Griffith, S. "Growing Machines"

Abstract

Biological systems are replete with examples of high complexity structures that have "self assembled," or more accurately, programmatically assembled from many smaller, simpler components. By comparison, the fabrication systems engineered by humans are typically top down, or subtractive, processes where systems of limited complexity are carved from bulk materials. Self-assembly to date has resembled crystallization more than it has the programmatic assembly of complex or useful structures " these systems are information limited. This thesis explores the programming of self-assembling systems by the introduction of small amounts of state to the sub-units of the assembly.

A six-state, kinematic, conformational latching component is presented that is capable of self-replicating bit strings of two shape differentiated versions of the same component where the two variants represent the 0 and 1 bits. Individual units do not assemble until a string is introduced to the assembly environment to be copied.

Electro-mechanical state machine emulators were constructed. Operating on an air table, the units demonstrated logic limited aggregation, or error-preventing assembly, as well as autonomous self-replication of bit strings.

A new construction was developed that demonstrates that any two dimensional shape composed of square pixels can be deterministically folded from a linear string of vertex-connected square tiles.
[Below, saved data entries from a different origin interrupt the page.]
//! `SeaORM` implementation of the `SubjectService` trait.

use async_trait::async_trait;
use tracing::info;

use crate::db::Store;
use crate::models::subject::DEFAULT_SUBJECT_COLOR;
use crate::models::{NewSubject, Subject, SubjectChanges};
use crate::services::subject_service::{
    CreateSubjectInput, SubjectError, SubjectService, UpdateSubjectInput,
};

pub struct SeaOrmSubjectService {
    store: Store,
}

impl SeaOrmSubjectService {
    #[must_use]
    pub const fn new(store: Store) -> Self {
        Self { store }
    }
}

fn non_blank(value: Option<String>) -> Option<String> {
    value
        .map(|v| v.trim().to_string())
        .filter(|v| !v.is_empty())
}

#[async_trait]
impl SubjectService for SeaOrmSubjectService {
    async fn list(&self, user_id: i32) -> Result<Vec<Subject>, SubjectError> {
        Ok(self.store.list_subjects(user_id).await?)
    }

    async fn create(
        &self,
        user_id: i32,
        input: CreateSubjectInput,
    ) -> Result<Subject, SubjectError> {
        let name = input.name.trim().to_string();
        if name.is_empty() {
            return Err(SubjectError::Validation(
                "Subject name is required".to_string(),
            ));
        }

        let subject = NewSubject {
            name,
            color: non_blank(input.color).unwrap_or_else(|| DEFAULT_SUBJECT_COLOR.to_string()),
            icon: non_blank(input.icon),
        };

        let created = self.store.create_subject(user_id, subject).await?;
        info!(user_id, subject_id = created.id, "Subject created");
        Ok(created)
    }

    async fn update(
        &self,
        user_id: i32,
        id: i32,
        input: UpdateSubjectInput,
    ) -> Result<Subject, SubjectError> {
        let name = match input.name {
            Some(name) if name.trim().is_empty() => {
                return Err(SubjectError::Validation(
                    "Subject name cannot be empty".to_string(),
                ));
            }
            other => other.map(|n| n.trim().to_string()),
        };

        let changes = SubjectChanges {
            name,
            color: non_blank(input.color),
            icon: input.icon.map(non_blank),
        };

        self.store
            .update_subject(user_id, id, changes)
            .await?
            .ok_or(SubjectError::NotFound)
    }

    async fn delete(&self, user_id: i32, id: i32) -> Result<(), SubjectError> {
        if !self.store.delete_subject(user_id, id).await? {
            return Err(SubjectError::NotFound);
        }

        info!(user_id, subject_id = id, "Subject deleted");
        Ok(())
    }
}

#[cfg(test)]
mod tests {
    use super::*;
    use crate::test_support::{seed_user, temp_store};

    #[tokio::test]
    async fn test_create_defaults_color() {
        let store = temp_store().await;
        let user_id = seed_user(&store, "owner@example.com").await;
        let service = SeaOrmSubjectService::new(store);

        let subject = service
            .create(
                user_id,
                CreateSubjectInput {
                    name: "  Piano ".to_string(),
                    color: None,
                    icon: Some(String::new()),
                },
            )
            .await
            .unwrap();

        assert_eq!(subject.name, "Piano");
        assert_eq!(subject.color, DEFAULT_SUBJECT_COLOR);
        assert_eq!(subject.icon, None);

        let err = service
            .create(user_id, CreateSubjectInput::default())
            .await
            .unwrap_err();
        assert!(matches!(err, SubjectError::Validation(_)));
    }

    #[tokio::test]
    async fn test_list_is_ordered_by_creation() {
        let store = temp_store().await;
        let user_id = seed_user(&store, "order@example.com").await;
        let service = SeaOrmSubjectService::new(store);

        for name in ["First", "Second", "Third"] {
            service
                .create(
                    user_id,
                    CreateSubjectInput {
                        name: name.to_string(),
                        ..Default::default()
                    },
                )
                .await
                .unwrap();
        }

        let names: Vec<String> = service
            .list(user_id)
            .await
            .unwrap()
            .into_iter()
            .map(|s| s.name)
            .collect();
        assert_eq!(names, ["First", "Second", "Third"]);
    }

    #[tokio::test]
    async fn test_update_is_idempotent() {
        let store = temp_store().await;
        let user_id = seed_user(&store, "idem@example.com").await;
        let service = SeaOrmSubjectService::new(store);
        let subject = service
            .create(
                user_id,
                CreateSubjectInput {
                    name: "Math".to_string(),
                    ..Default::default()
                },
            )
            .await
            .unwrap();

        let change = UpdateSubjectInput {
            name: Some("Maths".to_string()),
            color: Some("#10b981".to_string()),
            icon: None,
        };
        let first = service
            .update(user_id, subject.id, change.clone())
            .await
            .unwrap();
        let second = service.update(user_id, subject.id, change).await.unwrap();

        assert_eq!(first, second);
        assert_eq!(second.name, "Maths");
        assert_eq!(second.color, "#10b981");
        assert_eq!(service.list(user_id).await.unwrap().len(), 1);
    }

    #[tokio::test]
    async fn test_update_sets_and_clears_icon() {
        let store = temp_store().await;
        let user_id = seed_user(&store, "icon@example.com").await;
        let service = SeaOrmSubjectService::new(store);
        let subject = service
            .create(
                user_id,
                CreateSubjectInput {
                    name: "Chess".to_string(),
                    icon: Some("♞".to_string()),
                    ..Default::default()
                },
            )
            .await
            .unwrap();

        let renamed = service
            .update(
                user_id,
                subject.id,
                UpdateSubjectInput {
                    name: Some("Go".to_string()),
                    ..Default::default()
                },
            )
            .await
            .unwrap();
        assert_eq!(renamed.icon.as_deref(), Some("♞"));

        let cleared = service
            .update(
                user_id,
                subject.id,
                UpdateSubjectInput {
                    icon: Some(None),
                    ..Default::default()
                },
            )
            .await
            .unwrap();
        assert_eq!(cleared.icon, None);

        service
            .update(
                user_id,
                subject.id,
                UpdateSubjectInput {
                    icon: Some(Some("●".to_string())),
                    ..Default::default()
                },
            )
            .await
            .unwrap();
        let blanked = service
            .update(
                user_id,
                subject.id,
                UpdateSubjectInput {
                    icon: Some(Some("  ".to_string())),
                    ..Default::default()
                },
            )
            .await
            .unwrap();
        assert_eq!(blanked.icon, None);
        assert_eq!(blanked.name, "Go");
    }

    #[tokio::test]
    async fn test_foreign_subject_is_not_found() {
        let store = temp_store().await;
        let owner = seed_user(&store, "mine@example.com").await;
        let intruder = seed_user(&store, "yours@example.com").await;
        let service = SeaOrmSubjectService::new(store);

        let subject = service
            .create(
                owner,
                CreateSubjectInput {
                    name: "Private".to_string(),
                    ..Default::default()
                },
            )
            .await
            .unwrap();

        let update = service
            .update(
                intruder,
                subject.id,
                UpdateSubjectInput {
                    name: Some("Stolen".to_string()),
                    ..Default::default()
                },
            )
            .await;
        assert!(matches!(update, Err(SubjectError::NotFound)));
        assert!(matches!(
            service.delete(intruder, subject.id).await,
            Err(SubjectError::NotFound)
        ));
        assert!(matches!(
            service.delete(owner, 9999).await,
            Err(SubjectError::NotFound)
        ));

        service.delete(owner, subject.id).await.unwrap();
        assert!(service.list(owner).await.unwrap().is_empty());
    }
}
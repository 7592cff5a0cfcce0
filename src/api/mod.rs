use axum::{
    Router,
    http::HeaderValue,
    middleware,
    routing::{get, post, put},
};
use metrics_exporter_prometheus::PrometheusHandle;
use std::sync::Arc;
use tower_http::cors::{Any, CorsLayer};
use tower_http::trace::TraceLayer;
use tower_sessions::{Expiry, MemoryStore, SessionManagerLayer};

use crate::config::Config;
use crate::state::SharedState;

mod analytics;
pub mod auth;
mod error;
mod health;
mod observability;
mod sessions;
mod subjects;
mod types;
mod validation;

pub use error::ApiError;
pub use types::*;

#[derive(Clone)]
pub struct AppState {
    pub shared: Arc<SharedState>,

    pub start_time: std::time::Instant,

    pub prometheus_handle: Option<PrometheusHandle>,
}

impl AppState {
    #[must_use]
    pub fn config(&self) -> &Config {
        &self.shared.config
    }

    #[must_use]
    pub fn store(&self) -> &crate::db::Store {
        &self.shared.store
    }
}

#[must_use]
pub fn create_app_state(
    shared: Arc<SharedState>,
    prometheus_handle: Option<PrometheusHandle>,
) -> Arc<AppState> {
    Arc::new(AppState {
        shared,
        start_time: std::time::Instant::now(),
        prometheus_handle,
    })
}

pub async fn create_app_state_from_config(
    config: Config,
    prometheus_handle: Option<PrometheusHandle>,
) -> anyhow::Result<Arc<AppState>> {
    let shared = Arc::new(SharedState::new(config).await?);
    Ok(create_app_state(shared, prometheus_handle))
}

pub fn router(state: Arc<AppState>) -> Router {
    let server = state.config().server.clone();

    let protected_routes = create_protected_router(state.clone());

    let session_store = MemoryStore::default();
    let session_layer = SessionManagerLayer::new(session_store)
        .with_secure(server.secure_cookies)
        .with_same_site(tower_sessions::cookie::SameSite::Lax)
        .with_expiry(Expiry::OnInactivity(time::Duration::minutes(
            server.session_inactivity_minutes,
        )));

    let api_router = Router::new()
        .merge(protected_routes)
        .route("/auth/signup", post(auth::signup))
        .route("/auth/login", post(auth::login))
        .route("/auth/logout", post(auth::logout))
        .route("/health", get(health::health))
        .layer(session_layer)
        .with_state(state);

    let cors_layer = if server.cors_allowed_origins.iter().any(|o| o == "*") {
        CorsLayer::new().allow_origin(Any)
    } else {
        let origins: Vec<HeaderValue> = server
            .cors_allowed_origins
            .iter()
            .filter_map(|s| s.parse().ok())
            .collect();
        CorsLayer::new().allow_origin(origins)
    };

    Router::new()
        .nest("/api", api_router)
        .layer(cors_layer.allow_methods(Any).allow_headers(Any))
        .layer(TraceLayer::new_for_http())
        .layer(middleware::from_fn(observability::logging_middleware))
}

fn create_protected_router(state: Arc<AppState>) -> Router<Arc<AppState>> {
    Router::new()
        .route("/auth/me", get(auth::get_current_user))
        .route("/auth/password", put(auth::change_password))
        .route("/auth/token/regenerate", post(auth::regenerate_token))
        .route(
            "/subjects",
            get(subjects::list_subjects).post(subjects::create_subject),
        )
        .route(
            "/subjects/{id}",
            put(subjects::update_subject).delete(subjects::delete_subject),
        )
        .route(
            "/sessions",
            get(sessions::list_sessions).post(sessions::create_session),
        )
        .route("/analytics", get(analytics::get_month))
        .route("/metrics", get(observability::get_metrics))
        .route_layer(middleware::from_fn_with_state(state, auth::auth_middleware))
}
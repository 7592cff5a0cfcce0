use axum::{
    Json,
    http::StatusCode,
    response::{IntoResponse, Response},
};
use std::fmt;

use super::ApiResponse;
use crate::services::{AuthError, LedgerError, SubjectError};

#[derive(Debug)]
pub enum ApiError {
    NotFound(String),

    DatabaseError(String),

    ValidationError(String),

    Conflict(String),

    InternalError(String),

    Unauthorized(String),
}

impl fmt::Display for ApiError {
    fn fmt(&self, f: &mut fmt::Formatter<'_>) -> fmt::Result {
        match self {
            Self::NotFound(msg) => write!(f, "Not found: {msg}"),
            Self::DatabaseError(msg) => write!(f, "Database error: {msg}"),
            Self::ValidationError(msg) => write!(f, "Validation error: {msg}"),
            Self::Conflict(msg) => write!(f, "Conflict: {msg}"),
            Self::InternalError(msg) => write!(f, "Internal error: {msg}"),
            Self::Unauthorized(msg) => write!(f, "Unauthorized: {msg}"),
        }
    }
}

impl std::error::Error for ApiError {}

impl IntoResponse for ApiError {
    fn into_response(self) -> Response {
        let (status, error_message) = match &self {
            Self::NotFound(msg) => (StatusCode::NOT_FOUND, msg.clone()),
            Self::DatabaseError(msg) => {
                tracing::error!("Database error: {}", msg);
                (
                    StatusCode::INTERNAL_SERVER_ERROR,
                    "A database error occurred".to_string(),
                )
            }
            Self::ValidationError(msg) => (StatusCode::BAD_REQUEST, msg.clone()),
            Self::Conflict(msg) => (StatusCode::CONFLICT, msg.clone()),
            Self::InternalError(msg) => {
                tracing::error!("Internal error: {}", msg);
                (
                    StatusCode::INTERNAL_SERVER_ERROR,
                    "An internal error occurred".to_string(),
                )
            }
            Self::Unauthorized(msg) => (StatusCode::UNAUTHORIZED, msg.clone()),
        };

        let body = ApiResponse::<()>::error(error_message);
        (status, Json(body)).into_response()
    }
}

impl From<anyhow::Error> for ApiError {
    fn from(err: anyhow::Error) -> Self {
        Self::InternalError(format!("{err:#}"))
    }
}

impl From<AuthError> for ApiError {
    fn from(err: AuthError) -> Self {
        match err {
            AuthError::InvalidCredentials => Self::Unauthorized("Invalid credentials".to_string()),
            AuthError::UserNotFound => Self::Unauthorized("User not found".to_string()),
            AuthError::Conflict(_) => Self::Conflict(err.to_string()),
            AuthError::Validation(msg) => Self::ValidationError(msg),
            AuthError::Database(msg) => Self::DatabaseError(msg),
            AuthError::Internal(msg) => Self::InternalError(msg),
        }
    }
}

impl From<SubjectError> for ApiError {
    fn from(err: SubjectError) -> Self {
        match err {
            SubjectError::NotFound => Self::NotFound("Subject not found".to_string()),
            SubjectError::Validation(msg) => Self::ValidationError(msg),
            SubjectError::Database(msg) => Self::DatabaseError(msg),
            SubjectError::Internal(msg) => Self::InternalError(msg),
        }
    }
}

impl From<LedgerError> for ApiError {
    fn from(err: LedgerError) -> Self {
        match err {
            LedgerError::NotFound => Self::NotFound("Subject not found".to_string()),
            LedgerError::Validation(msg) => Self::ValidationError(msg),
            LedgerError::Database(msg) => Self::DatabaseError(msg),
            LedgerError::Internal(msg) => Self::InternalError(msg),
        }
    }
}

impl ApiError {
    pub fn validation(msg: impl Into<String>) -> Self {
        Self::ValidationError(msg.into())
    }

    pub fn internal(msg: impl Into<String>) -> Self {
        Self::InternalError(msg.into())
    }

    pub fn unauthorized() -> Self {
        Self::Unauthorized("Unauthorized".to_string())
    }
}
This non-intersecting series of folds implies a "resolution' limit of four tiles per pixel. It is shown that four types of tiles, patterned magnetically, is sufficient to construct any shape given sequential folding. The construction was implemented to fold the letters "M I T' from sequences of the 4 tile types.

An analogous construction is developed in three dimensions. It is similarly shown that right-angled tetrahedrons, when folded from an edge-connected string, can generate any three dimensional structure where the primitive pixel (or voxel) is a rhombic hexahedron. This construction suggests a concept of 3D completeness.

In combination, these pieces of work suggest that a manufacturing system based on four tiles, with seven states per tile, is capable of self-replication of arbitrary 3D structure by copying, then folding, bit strings of those tiles where the desired structure is encoded in the tile sequence.